**Your objective:** Among the lines of the records, count those containing the word "custom", then give the number alone.

(Dataset entries)
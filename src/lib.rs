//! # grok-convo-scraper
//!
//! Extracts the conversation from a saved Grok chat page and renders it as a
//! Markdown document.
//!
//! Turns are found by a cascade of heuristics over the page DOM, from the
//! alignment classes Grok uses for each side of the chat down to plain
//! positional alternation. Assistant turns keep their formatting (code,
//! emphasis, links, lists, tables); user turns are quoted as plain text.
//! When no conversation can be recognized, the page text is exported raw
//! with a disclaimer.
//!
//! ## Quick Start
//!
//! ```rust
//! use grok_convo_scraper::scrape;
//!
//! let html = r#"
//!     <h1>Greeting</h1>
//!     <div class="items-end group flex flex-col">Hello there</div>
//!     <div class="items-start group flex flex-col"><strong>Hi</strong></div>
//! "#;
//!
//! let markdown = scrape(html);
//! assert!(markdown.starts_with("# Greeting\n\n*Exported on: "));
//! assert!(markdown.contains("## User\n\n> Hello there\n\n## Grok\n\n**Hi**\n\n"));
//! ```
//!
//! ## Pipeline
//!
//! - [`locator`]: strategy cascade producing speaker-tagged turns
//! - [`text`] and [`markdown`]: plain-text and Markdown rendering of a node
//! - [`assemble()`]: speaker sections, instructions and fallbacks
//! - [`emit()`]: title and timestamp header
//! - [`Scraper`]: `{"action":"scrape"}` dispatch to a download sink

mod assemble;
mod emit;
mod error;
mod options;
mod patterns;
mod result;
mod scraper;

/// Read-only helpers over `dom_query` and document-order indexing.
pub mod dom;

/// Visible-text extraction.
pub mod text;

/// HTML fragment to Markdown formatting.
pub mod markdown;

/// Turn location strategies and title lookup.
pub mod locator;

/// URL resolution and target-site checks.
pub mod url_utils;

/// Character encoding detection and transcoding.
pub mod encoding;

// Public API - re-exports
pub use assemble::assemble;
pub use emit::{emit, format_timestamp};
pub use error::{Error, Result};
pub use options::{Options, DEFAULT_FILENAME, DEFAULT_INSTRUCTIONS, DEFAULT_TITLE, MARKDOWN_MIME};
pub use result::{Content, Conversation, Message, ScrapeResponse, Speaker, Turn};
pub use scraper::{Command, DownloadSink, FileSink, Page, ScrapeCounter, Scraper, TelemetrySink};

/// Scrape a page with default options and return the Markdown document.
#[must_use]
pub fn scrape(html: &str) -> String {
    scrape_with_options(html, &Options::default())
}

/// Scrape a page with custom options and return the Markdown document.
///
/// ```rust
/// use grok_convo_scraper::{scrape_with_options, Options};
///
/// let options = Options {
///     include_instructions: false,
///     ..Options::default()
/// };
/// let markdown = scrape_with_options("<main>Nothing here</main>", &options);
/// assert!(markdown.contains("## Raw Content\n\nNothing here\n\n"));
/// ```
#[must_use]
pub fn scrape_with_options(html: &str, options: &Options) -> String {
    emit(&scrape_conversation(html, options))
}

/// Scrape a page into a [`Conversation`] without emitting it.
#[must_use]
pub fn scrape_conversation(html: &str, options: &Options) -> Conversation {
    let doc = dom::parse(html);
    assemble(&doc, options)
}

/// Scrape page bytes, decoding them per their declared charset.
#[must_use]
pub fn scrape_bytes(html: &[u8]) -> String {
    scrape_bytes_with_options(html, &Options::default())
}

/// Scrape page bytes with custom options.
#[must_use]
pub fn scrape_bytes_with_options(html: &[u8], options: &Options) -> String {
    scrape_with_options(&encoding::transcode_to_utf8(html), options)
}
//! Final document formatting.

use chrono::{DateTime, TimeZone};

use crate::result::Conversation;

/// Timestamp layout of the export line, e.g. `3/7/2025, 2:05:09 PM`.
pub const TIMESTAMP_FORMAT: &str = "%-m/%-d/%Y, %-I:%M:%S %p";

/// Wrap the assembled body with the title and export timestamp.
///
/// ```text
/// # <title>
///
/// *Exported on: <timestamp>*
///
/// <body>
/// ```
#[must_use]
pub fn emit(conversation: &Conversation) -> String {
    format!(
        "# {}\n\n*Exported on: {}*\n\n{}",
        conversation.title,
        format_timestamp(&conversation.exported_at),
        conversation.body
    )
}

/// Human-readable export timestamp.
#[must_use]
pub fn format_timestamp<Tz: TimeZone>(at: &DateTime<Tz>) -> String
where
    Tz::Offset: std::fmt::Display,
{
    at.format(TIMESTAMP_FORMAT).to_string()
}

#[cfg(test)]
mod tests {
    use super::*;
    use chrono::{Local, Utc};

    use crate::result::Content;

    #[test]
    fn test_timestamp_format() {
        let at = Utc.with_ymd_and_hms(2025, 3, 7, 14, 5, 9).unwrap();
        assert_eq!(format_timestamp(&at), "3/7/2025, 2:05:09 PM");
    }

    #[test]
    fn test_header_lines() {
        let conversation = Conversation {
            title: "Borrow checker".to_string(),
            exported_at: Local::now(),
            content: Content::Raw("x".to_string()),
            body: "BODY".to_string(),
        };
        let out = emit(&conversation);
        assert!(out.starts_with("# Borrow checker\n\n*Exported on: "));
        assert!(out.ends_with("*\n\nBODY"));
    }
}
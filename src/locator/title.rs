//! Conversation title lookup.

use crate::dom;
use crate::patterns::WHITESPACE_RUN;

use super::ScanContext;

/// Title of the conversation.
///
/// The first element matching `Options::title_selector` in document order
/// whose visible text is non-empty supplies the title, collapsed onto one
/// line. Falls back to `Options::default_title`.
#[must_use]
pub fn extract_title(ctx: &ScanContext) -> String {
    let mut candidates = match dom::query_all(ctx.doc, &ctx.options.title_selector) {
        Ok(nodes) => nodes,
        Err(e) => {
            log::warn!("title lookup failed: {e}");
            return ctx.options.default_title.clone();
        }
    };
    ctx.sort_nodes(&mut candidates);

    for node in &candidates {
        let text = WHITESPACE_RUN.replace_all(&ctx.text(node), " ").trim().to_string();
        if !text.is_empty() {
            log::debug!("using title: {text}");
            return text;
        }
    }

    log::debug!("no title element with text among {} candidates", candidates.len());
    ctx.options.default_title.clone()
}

**Response to this task:** 2